INFORMATION SUPPLIED:

►

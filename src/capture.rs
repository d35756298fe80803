//! Event loop between a frame source and the recognition pipeline.
//!
//! A `FrameSource` turns frames and key presses into `Event`s; `run` consumes
//! them and performs one capture per `CaptureRequested`.

use image::{ GrayImage, RgbImage };
use tracing::{info, warn};

use crate::config::CameraConfig;
use crate::error::LprError;
use crate::{ Capture, Lpr };

#[derive(Debug, Clone, PartialEq)]
pub enum Event {
    /// a frame was shown, nothing else happened
    FrameReady,
    /// the guide region of the current frame
    CaptureRequested(RgbImage),
    QuitRequested,
}

#[derive(Debug, Clone, Copy, PartialEq, Eq)]
pub enum KeyAction {
    Capture,
    Quit,
}

/// Map a raw key code to an action. Only the low byte of `key` is looked at.
pub fn key_action(key: i32, config: &CameraConfig) -> Option<KeyAction> {
    if key < 0 {
        return None;
    }
    let key = (key & 0xFF) as u32;
    if key == config.capture_key as u32 {
        Some(KeyAction::Capture)
    } else if key == config.quit_key as u32 {
        Some(KeyAction::Quit)
    } else {
        None
    }
}

pub trait FrameSource {
    /// Block until the next frame has been shown and report what happened.
    /// An error here ends the loop.
    fn next_event(&mut self) -> Result<Event, LprError>;

    /// Show the binary plate image produced by a capture.
    fn show_processed(&mut self, _binary: &GrayImage) -> Result<(), LprError> {
        Ok(())
    }
}

/// Drive `source` until it asks to quit. Returns the number of captures.
pub fn run<S: FrameSource>(source: &mut S, lpr: &Lpr) -> Result<usize, LprError> {
    let mut captures = 0;
    loop {
        match source.next_event()? {
            Event::FrameReady => {},
            Event::CaptureRequested(region) => {
                let capture = lpr.capture(&region)?;
                report(&capture);
                source.show_processed(&capture.recognition.plate.binary)?;
                captures += 1;
            },
            Event::QuitRequested => break,
        }
    }
    Ok(captures)
}

pub fn report(capture: &Capture) {
    info!("captured image saved as {}", capture.image_path.display());
    if capture.recognition.text.is_empty() {
        warn!("no text recognized");
    } else {
        info!("recognized license plate number: {}", capture.recognition.text);
    }
    info!("recognized text saved to {}", capture.text_path.display());
}


#[cfg(test)]
mod test {

    use image::GrayImage;

    use std::collections::VecDeque;
    use std::error::Error;
    use std::fs;

    use crate::config::{ CameraConfig, Config };
    use crate::error::LprError;
    use crate::test_utils::{ plate_scene, uniform_scene, FakeEngine };
    use crate::Lpr;
    use super::*;

    struct ScriptedSource {
        events: VecDeque<Result<Event, LprError>>,
        shown: Vec<GrayImage>,
    }

    impl ScriptedSource {
        fn new(events: Vec<Result<Event, LprError>>) -> Self {
            Self { events: events.into(), shown: Vec::new() }
        }
    }

    impl FrameSource for ScriptedSource {
        fn next_event(&mut self) -> Result<Event, LprError> {
            self.events.pop_front().unwrap_or(Ok(Event::QuitRequested))
        }

        fn show_processed(&mut self, binary: &GrayImage) -> Result<(), LprError> {
            self.shown.push(binary.clone());
            Ok(())
        }
    }

    fn lpr_in(dir: &std::path::Path) -> Lpr {
        let mut config = Config::default();
        config.output.dir = dir.to_path_buf();
        Lpr::with_engine(config, Box::new(FakeEngine))
    }

    #[test]
    fn key_mapping_masks_low_byte() {
        let config = CameraConfig::default();
        assert_eq!(key_action('c' as i32, &config), Some(KeyAction::Capture));
        assert_eq!(key_action('q' as i32, &config), Some(KeyAction::Quit));
        assert_eq!(key_action(0x100 | 'q' as i32, &config), Some(KeyAction::Quit));
        assert_eq!(key_action('x' as i32, &config), None);
        assert_eq!(key_action('C' as i32, &config), None);
        assert_eq!(key_action(-1, &config), None);
    }

    #[test]
    fn run_captures_until_quit() -> Result<(), Box<dyn Error>> {
        let dir = tempfile::tempdir()?;
        let lpr = lpr_in(dir.path());
        let mut source = ScriptedSource::new(vec![
            Ok(Event::FrameReady),
            Ok(Event::CaptureRequested(uniform_scene())),
            Ok(Event::FrameReady),
            Ok(Event::CaptureRequested(plate_scene())),
            Ok(Event::QuitRequested),
            Ok(Event::CaptureRequested(plate_scene())),
        ]);

        let captures = run(&mut source, &lpr)?;
        assert_eq!(captures, 2);
        assert_eq!(source.shown.len(), 2);
        // the event after quit is never consumed
        assert_eq!(source.events.len(), 1);
        // the later capture overwrote the earlier text
        assert_eq!(fs::read_to_string(dir.path().join("recognized_license_plate.txt"))?, "AB123CD");
        Ok(())
    }

    #[test]
    fn source_failure_ends_the_loop() -> Result<(), Box<dyn Error>> {
        let dir = tempfile::tempdir()?;
        let lpr = lpr_in(dir.path());
        let mut source = ScriptedSource::new(vec![
            Ok(Event::FrameReady),
            Err(LprError::camera("failed to capture frame")),
            Ok(Event::CaptureRequested(plate_scene())),
        ]);

        let err = run(&mut source, &lpr).unwrap_err();
        assert_eq!(err.to_string(), "camera: failed to capture frame");
        assert!(source.shown.is_empty());
        assert!(!dir.path().join("captured_license_plate.jpg").exists());
        Ok(())
    }
}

◄

TASK DETAILS:
Check each line of the material for the word "ScriptedSource". Copy the ones that have it.

TASK OUTPUT:
    struct ScriptedSource {
    impl ScriptedSource {
    impl FrameSource for ScriptedSource {
        let mut source = ScriptedSource::new(vec![
        let mut source = ScriptedSource::new(vec![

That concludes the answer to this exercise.